Shashpur is a census town in Kalna II CD Block in Kalna subdivision of Purba Bardhaman district in the Indian state of West Bengal.

Geography

Location
Shashpur is located at .

Shashpur is also shown in the map of Kalna II CD block in the District Census Handbook.

Urbanisation
87.00% of the population of Kalna subdivision live in the rural areas. Only 13.00% of the population live in the urban areas. The map alongside presents some of the notable locations in the subdivision.
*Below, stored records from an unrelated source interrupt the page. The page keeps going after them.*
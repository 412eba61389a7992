//! Integration tests for quill-common crate.

use quill_common::{CharPos, SourceText, Span};

#[test]
fn test_span_merge() {
    let a = Span::from_usize(10, 20);
    let b = Span::from_usize(15, 30);
    let merged = a.merge(b);
    assert_eq!(merged.start.0, 10);
    assert_eq!(merged.end.0, 30);
}

#[test]
fn test_span_merge_ignores_dummy() {
    let span = Span::from_usize(3, 7);
    assert_eq!(span.merge(Span::DUMMY), span);
    assert_eq!(Span::DUMMY.merge(span), span);
}

#[test]
fn test_span_len_and_range() {
    let span = Span::from_usize(5, 15);
    assert_eq!(span.len(), 10);
    assert_eq!(span.range(), 5..15);
    assert!(Span::from_usize(5, 5).is_empty());
}

#[test]
fn test_span_contains() {
    let outer = Span::from_usize(0, 10);
    assert!(outer.contains(Span::from_usize(2, 4)));
    assert!(!outer.contains(Span::from_usize(8, 12)));
}

#[test]
fn test_char_pos_offset() {
    assert_eq!(CharPos(4).offset(3), CharPos(7));
}

// ============================================================================
// Source Text Tests
// ============================================================================

#[test]
fn test_source_text_counts_chars() {
    let source = SourceText::new("ρ(α)");
    assert_eq!(source.len(), 4);
    assert_eq!(source.char_at(2), Some('α'));
    assert_eq!(source.char_at(9), None);
}

#[test]
fn test_source_text_slices() {
    let source = SourceText::new("héllo wörld");
    assert_eq!(source.slice(6, 11), "wörld");
    assert_eq!(source.span_text(Span::from_usize(0, 5)), "héllo");
}
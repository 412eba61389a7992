//! Integration tests for quill-scope crate.

use quill_parser::parse;
use quill_recipe::{RecipeManager, SyntaxFeature};
use quill_scope::{MasterScope, Scope, ScopeTable, dump, evaluate_tree_scope};
use quill_syntax::{Expr, ExprKind};
use std::rc::Rc;

fn classify(source: &str, master: MasterScope) -> (Expr, ScopeTable) {
    let recipes = RecipeManager::with_features(&[SyntaxFeature::Percentages]);
    let parsed = parse(source, Rc::new(recipes)).unwrap();
    let table = evaluate_tree_scope(&parsed.expr, master).unwrap();
    (parsed.expr, table)
}

fn find(expr: &Expr, predicate: impl Fn(&Expr) -> bool) -> Expr {
    expr.postorder()
        .into_iter()
        .find(|e| predicate(e))
        .cloned()
        .expect("expression not found")
}

fn variable(name: &str) -> impl Fn(&Expr) -> bool + '_ {
    move |e| matches!(&e.kind, ExprKind::Variable(v) if v == name)
}

// ============================================================================
// Resolution Tests
// ============================================================================

#[test]
fn test_no_node_stays_derived() {
    let sources = [
        "st + 2",
        "hello there world",
        "\"x\" + 1",
        "f(a, (b), [c], {d})",
        "if(hp > 0 then 1 else 0)",
        "%st% points",
        "a,,b",
        "",
    ];
    for source in sources {
        for master in [MasterScope::MathEnabled, MasterScope::TextProcessing] {
            let (expr, table) = classify(source, master);
            for node in expr.postorder() {
                assert_ne!(table.scope(node.id), Scope::Derived, "{source} / {master:?}");
            }
        }
    }
}

#[test]
fn test_root_follows_master() {
    let (expr, table) = classify("hello world", MasterScope::TextProcessing);
    assert_eq!(table.scope(expr.id), Scope::Textual);
    let (expr, table) = classify("1 + 2", MasterScope::MathEnabled);
    assert_eq!(table.scope(expr.id), Scope::Logical);
}

// ============================================================================
// Context Tests
// ============================================================================

#[test]
fn test_math_mode_words_are_logical() {
    let (expr, table) = classify("st + dx", MasterScope::MathEnabled);
    assert_eq!(table.scope(find(&expr, variable("st")).id), Scope::Logical);
}

#[test]
fn test_text_mode_words_are_textual() {
    let (expr, table) = classify("hello world", MasterScope::TextProcessing);
    assert!(table.is_textual(find(&expr, variable("hello")).id));
    assert!(table.is_textual(find(&expr, Expr::is_whitespace).id));
}

#[test]
fn test_quoted_operand_makes_operation_textual() {
    let (expr, table) = classify("st + \"x\"", MasterScope::MathEnabled);
    let sum = find(&expr, |e| matches!(e.kind, ExprKind::Binary { .. }));
    assert_eq!(table.scope(sum.id), Scope::Textual);
}

#[test]
fn test_references_are_logical_in_text() {
    let (expr, table) = classify("\"st is\" %st%", MasterScope::TextProcessing);
    let reference = find(&expr, |e| matches!(e.kind, ExprKind::Reference(_)));
    assert_eq!(table.scope(reference.id), Scope::Logical);
    let quoted = find(&expr, |e| matches!(e.kind, ExprKind::Quoted(_)));
    assert_eq!(table.scope(quoted.id), Scope::Textual);
}

#[test]
fn test_call_arguments_are_logical() {
    let (expr, table) = classify("f((\"a\"))", MasterScope::TextProcessing);
    let group = find(&expr, |e| matches!(e.kind, ExprKind::Group { .. }));
    assert_eq!(table.scope(group.id), Scope::Logical);
}

// ============================================================================
// Dump Tests
// ============================================================================

#[test]
fn test_dump_has_a_line_per_node() {
    let (expr, table) = classify("1 + x", MasterScope::MathEnabled);
    let text = dump(&expr, &table);
    assert_eq!(text.lines().count(), expr.postorder().len());
    assert!(text.starts_with("root n/a → logical"));
}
All places marked in the map are linked in the larger full screen map.

Demographics
As per the 2011 Census of India, Shashpur had a total population of 10,100 of which 5,240 (52%) were males and 4,860 (48%) were females. Population below 6 years was 1,071. The total number of literates in  Shashpur was 6,598 (73.08% of the population over 6 years).

Infrastructure
As per the District Census Handbook 2011, Shashpur covered an area of 2.4249 km2. Amongst the medical facilities, the nearest nursing home was 22 km away and the nearest veterinary hospital was 22 km away. It had 4 medicine shops. It had 3 primary schools. Major educational facilities were available 1 km away at Kalna.

Note: There are major medical facilities at Kalna.

Transport
Shashpur is off State Highway 6. Ambika Kalna railway station is located nearby.